● **Material shown**
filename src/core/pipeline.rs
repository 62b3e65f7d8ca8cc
use std::{
    fmt,
    path::{Path, PathBuf},
};

use tracing::{info, warn};

use super::converter::{run, ConverterRegistry, ExitIndicator};

#[derive(Debug)]
pub struct OutputArtifact {
    pub path: PathBuf,
    pub converter: String,
}

#[derive(Debug, Clone)]
pub struct AttemptFailure {
    pub converter: String,
    pub exit: ExitIndicator,
    /// Raw tool output. Server-side only.
    pub diagnostic: String,
}

#[derive(Debug, Clone, Default)]
pub struct ConversionFailure {
    pub attempts: Vec<AttemptFailure>,
    pub probe: Option<String>,
}

impl ConversionFailure {
    /// Caller-facing summary: converter names and exit classes, no paths or tool output.
    pub fn summary(&self) -> String {
        if self.attempts.is_empty() {
            return "no converters configured".to_string();
        }

        self.attempts
            .iter()
            .map(|a| format!("{} ({})", a.converter, a.exit))
            .collect::<Vec<_>>()
            .join("; ")
    }
}

impl fmt::Display for ConversionFailure {
    fn fmt(&self, f: &mut fmt::Formatter<'_>) -> fmt::Result {
        write!(f, "{}", self.summary())
    }
}

pub type ConversionResult = Result<OutputArtifact, ConversionFailure>;

/// Tries each converter in priority order, stopping at the first one that
/// exits zero and leaves a non-empty file at `output`.
pub async fn convert(
    input: &Path,
    output: &Path,
    registry: &ConverterRegistry,
) -> ConversionResult {
    let mut failure = ConversionFailure::default();

    for spec in registry.converters() {
        let inv = run(&spec.command, Some(input), Some(output), registry.timeout()).await;

        let exit = match inv.exit.clone() {
            Some(exit) => Some(exit),
            None if output_ready(output).await => None,
            None => Some(ExitIndicator::EmptyOutput),
        };

        match exit {
            None => {
                info!("converted with {}", spec.name);
                return Ok(OutputArtifact {
                    path: output.to_path_buf(),
                    converter: spec.name.clone(),
                });
            }
            Some(exit) => {
                warn!(
                    "converter {} failed: {}, diagnostic: {}",
                    spec.name,
                    exit,
                    inv.diagnostic()
                );
                // next converter starts from a clean slot
                discard_partial(output).await;

                failure.attempts.push(AttemptFailure {
                    converter: spec.name.clone(),
                    exit,
                    diagnostic: inv.diagnostic(),
                });
            }
        }
    }

    if let Some(probe) = registry.probe() {
        let inv = run(probe, Some(input), None, registry.timeout()).await;
        let text = match &inv.exit {
            None => inv.stdout.trim().to_string(),
            Some(exit) => format!("{}: {}", exit, inv.diagnostic()),
        };
        warn!("input probe after failed conversion: {}", text);
        failure.probe = Some(text);
    }

    Err(failure)
}

async fn output_ready(output: &Path) -> bool {
    tokio::fs::metadata(output)
        .await
        .map(|m| m.is_file() && m.len() > 0)
        .unwrap_or(false)
}

/// Removes the output and any sibling sharing its stem, e.g. ImageMagick's
/// `output-0.jpg`, `output-1.jpg` for multi-image files or heif-convert's
/// `output-depth.png`.
async fn discard_partial(output: &Path) {
    let (Some(dir), Some(stem)) = (output.parent(), output.file_stem()) else {
        return;
    };
    let stem = stem.to_string_lossy();

    let mut entries = match tokio::fs::read_dir(dir).await {
        Ok(entries) => entries,
        Err(e) => {
            warn!("list {} error: {:?}", dir.display(), e);
            return;
        }
    };

    loop {
        let entry = match entries.next_entry().await {
            Ok(Some(entry)) => entry,
            Ok(None) => break,
            Err(e) => {
                warn!("list {} error: {:?}", dir.display(), e);
                break;
            }
        };

        let name = entry.file_name();
        if !name.to_string_lossy().starts_with(stem.as_ref()) {
            continue;
        }

        let path = entry.path();
        let r = match entry.file_type().await {
            Ok(t) if t.is_dir() => tokio::fs::remove_dir_all(&path).await,
            _ => tokio::fs::remove_file(&path).await,
        };
        if let Err(e) = r {
            if e.kind() != std::io::ErrorKind::NotFound {
                warn!("remove partial output {} error: {:?}", path.display(), e);
            }
        }
    }
}
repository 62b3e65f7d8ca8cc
pub mod upload_params;
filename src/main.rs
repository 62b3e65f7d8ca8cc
use anyhow::Result;
use heic_convert::{app, config::AppConfig, AppState};
use poem::{listener::TcpListener, Server};
use tracing::info;

#[tokio::main]
async fn main() -> Result<()> {
    // a missing .env is fine, everything has a default
    dotenvy::dotenv().ok();

    if std::env::var_os("RUST_LOG").is_none() {
        std::env::set_var("RUST_LOG", "INFO");
    }
    tracing_subscriber::fmt::init();

    let config = AppConfig::from_env()?;
    let state = AppState::from_config(&config)?;

    info!(
        "uploads in {}, listening on {}",
        state.storage.dir().display(),
        config.bind_addr()
    );

    Server::new(TcpListener::bind(config.bind_addr()))
        .run(app(state))
        .await?;

    Ok(())
}
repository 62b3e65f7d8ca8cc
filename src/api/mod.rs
use poem::{handler, http::StatusCode, IntoResponse, Response};
pub mod convert;
pub mod health;
pub mod params;

pub fn gen_err_response(status: StatusCode, msg: impl Into<String>) -> Response {
    Response::builder()
        .status(status)
        .content_type("text/plain; charset=utf-8")
        .body(msg.into())
}

#[handler]
pub fn index() -> impl IntoResponse {
    "HEIC to JPEG converter is running"
}
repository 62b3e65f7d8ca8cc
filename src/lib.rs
pub mod api;
pub mod config;
pub mod core;
pub mod error;
pub mod storage;

use std::sync::Arc;

use anyhow::{Context, Result};
use poem::{
    get,
    middleware::{CatchPanic, Tracing},
    post, Endpoint, EndpointExt, Route,
};

use crate::{config::AppConfig, core::converter::ConverterRegistry, storage::TempStorage};

pub struct AppState {
    pub storage: TempStorage,
    pub registry: ConverterRegistry,
    pub max_upload_bytes: u64,
}

impl AppState {
    pub fn from_config(config: &AppConfig) -> Result<AppState> {
        let storage = TempStorage::new(&config.upload_dir).with_context(|| {
            format!(
                "cannot create uploads directory {}",
                config.upload_dir.display()
            )
        })?;

        Ok(AppState {
            storage,
            registry: ConverterRegistry::from_config(config),
            max_upload_bytes: config.max_upload_bytes,
        })
    }
}

pub fn app(state: AppState) -> impl Endpoint {
    Route::new()
        .at("/", get(api::index))
        .at("/health", get(api::health::health))
        .at("/convert", post(api::convert::convert))
        .with(Tracing)
        .with(CatchPanic::new())
        .data(Arc::new(state))
}
pub mod converter;
pub mod pipeline;
pub mod sniff;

● **To do**
Each entry above is to be quoted exactly.

● **Response**
filename src/core/pipeline.rs
repository 62b3e65f7d8ca8cc
use std::{
    fmt,
    path::{Path, PathBuf},
};

use tracing::{info, warn};

use super::converter::{run, ConverterRegistry, ExitIndicator};

#[derive(Debug)]
pub struct OutputArtifact {
    pub path: PathBuf,
    pub converter: String,
}

#[derive(Debug, Clone)]
pub struct AttemptFailure {
    pub converter: String,
    pub exit: ExitIndicator,
    /// Raw tool output. Server-side only.
    pub diagnostic: String,
}

#[derive(Debug, Clone, Default)]
pub struct ConversionFailure {
    pub attempts: Vec<AttemptFailure>,
    pub probe: Option<String>,
}

impl ConversionFailure {
    /// Caller-facing summary: converter names and exit classes, no paths or tool output.
    pub fn summary(&self) -> String {
        if self.attempts.is_empty() {
            return "no converters configured".to_string();
        }

        self.attempts
            .iter()
            .map(|a| format!("{} ({})", a.converter, a.exit))
            .collect::<Vec<_>>()
            .join("; ")
    }
}

impl fmt::Display for ConversionFailure {
    fn fmt(&self, f: &mut fmt::Formatter<'_>) -> fmt::Result {
        write!(f, "{}", self.summary())
    }
}

pub type ConversionResult = Result<OutputArtifact, ConversionFailure>;

/// Tries each converter in priority order, stopping at the first one that
/// exits zero and leaves a non-empty file at `output`.
pub async fn convert(
    input: &Path,
    output: &Path,
    registry: &ConverterRegistry,
) -> ConversionResult {
    let mut failure = ConversionFailure::default();

    for spec in registry.converters() {
        let inv = run(&spec.command, Some(input), Some(output), registry.timeout()).await;

        let exit = match inv.exit.clone() {
            Some(exit) => Some(exit),
            None if output_ready(output).await => None,
            None => Some(ExitIndicator::EmptyOutput),
        };

        match exit {
            None => {
                info!("converted with {}", spec.name);
                return Ok(OutputArtifact {
                    path: output.to_path_buf(),
                    converter: spec.name.clone(),
                });
            }
            Some(exit) => {
                warn!(
                    "converter {} failed: {}, diagnostic: {}",
                    spec.name,
                    exit,
                    inv.diagnostic()
                );
                // next converter starts from a clean slot
                discard_partial(output).await;

                failure.attempts.push(AttemptFailure {
                    converter: spec.name.clone(),
                    exit,
                    diagnostic: inv.diagnostic(),
                });
            }
        }
    }

    if let Some(probe) = registry.probe() {
        let inv = run(probe, Some(input), None, registry.timeout()).await;
        let text = match &inv.exit {
            None => inv.stdout.trim().to_string(),
            Some(exit) => format!("{}: {}", exit, inv.diagnostic()),
        };
        warn!("input probe after failed conversion: {}", text);
        failure.probe = Some(text);
    }

    Err(failure)
}

async fn output_ready(output: &Path) -> bool {
    tokio::fs::metadata(output)
        .await
        .map(|m| m.is_file() && m.len() > 0)
        .unwrap_or(false)
}

/// Removes the output and any sibling sharing its stem, e.g. ImageMagick's
/// `output-0.jpg`, `output-1.jpg` for multi-image files or heif-convert's
/// `output-depth.png`.
async fn discard_partial(output: &Path) {
    let (Some(dir), Some(stem)) = (output.parent(), output.file_stem()) else {
        return;
    };
    let stem = stem.to_string_lossy();

    let mut entries = match tokio::fs::read_dir(dir).await {
        Ok(entries) => entries,
        Err(e) => {
            warn!("list {} error: {:?}", dir.display(), e);
            return;
        }
    };

    loop {
        let entry = match entries.next_entry().await {
            Ok(Some(entry)) => entry,
            Ok(None) => break,
            Err(e) => {
                warn!("list {} error: {:?}", dir.display(), e);
                break;
            }
        };

        let name = entry.file_name();
        if !name.to_string_lossy().starts_with(stem.as_ref()) {
            continue;
        }

        let path = entry.path();
        let r = match entry.file_type().await {
            Ok(t) if t.is_dir() => tokio::fs::remove_dir_all(&path).await,
            _ => tokio::fs::remove_file(&path).await,
        };
        if let Err(e) = r {
            if e.kind() != std::io::ErrorKind::NotFound {
                warn!("remove partial output {} error: {:?}", path.display(), e);
            }
        }
    }
}
repository 62b3e65f7d8ca8cc
pub mod upload_params;
filename src/main.rs
repository 62b3e65f7d8ca8cc
use anyhow::Result;
use heic_convert::{app, config::AppConfig, AppState};
use poem::{listener::TcpListener, Server};
use tracing::info;

#[tokio::main]
async fn main() -> Result<()> {
    // a missing .env is fine, everything has a default
    dotenvy::dotenv().ok();

    if std::env::var_os("RUST_LOG").is_none() {
        std::env::set_var("RUST_LOG", "INFO");
    }
    tracing_subscriber::fmt::init();

    let config = AppConfig::from_env()?;
    let state = AppState::from_config(&config)?;

    info!(
        "uploads in {}, listening on {}",
        state.storage.dir().display(),
        config.bind_addr()
    );

    Server::new(TcpListener::bind(config.bind_addr()))
        .run(app(state))
        .await?;

    Ok(())
}
repository 62b3e65f7d8ca8cc
filename src/api/mod.rs
use poem::{handler, http::StatusCode, IntoResponse, Response};
pub mod convert;
pub mod health;
pub mod params;

pub fn gen_err_response(status: StatusCode, msg: impl Into<String>) -> Response {
    Response::builder()
        .status(status)
        .content_type("text/plain; charset=utf-8")
        .body(msg.into())
}

#[handler]
pub fn index() -> impl IntoResponse {
    "HEIC to JPEG converter is running"
}
repository 62b3e65f7d8ca8cc
filename src/lib.rs
pub mod api;
pub mod config;
pub mod core;
pub mod error;
pub mod storage;

use std::sync::Arc;

use anyhow::{Context, Result};
use poem::{
    get,
    middleware::{CatchPanic, Tracing},
    post, Endpoint, EndpointExt, Route,
};

use crate::{config::AppConfig, core::converter::ConverterRegistry, storage::TempStorage};

pub struct AppState {
    pub storage: TempStorage,
    pub registry: ConverterRegistry,
    pub max_upload_bytes: u64,
}

impl AppState {
    pub fn from_config(config: &AppConfig) -> Result<AppState> {
        let storage = TempStorage::new(&config.upload_dir).with_context(|| {
            format!(
                "cannot create uploads directory {}",
                config.upload_dir.display()
            )
        })?;

        Ok(AppState {
            storage,
            registry: ConverterRegistry::from_config(config),
            max_upload_bytes: config.max_upload_bytes,
        })
    }
}

pub fn app(state: AppState) -> impl Endpoint {
    Route::new()
        .at("/", get(api::index))
        .at("/health", get(api::health::health))
        .at("/convert", post(api::convert::convert))
        .with(Tracing)
        .with(CatchPanic::new())
        .data(Arc::new(state))
}
pub mod converter;
pub mod pipeline;
pub mod sniff;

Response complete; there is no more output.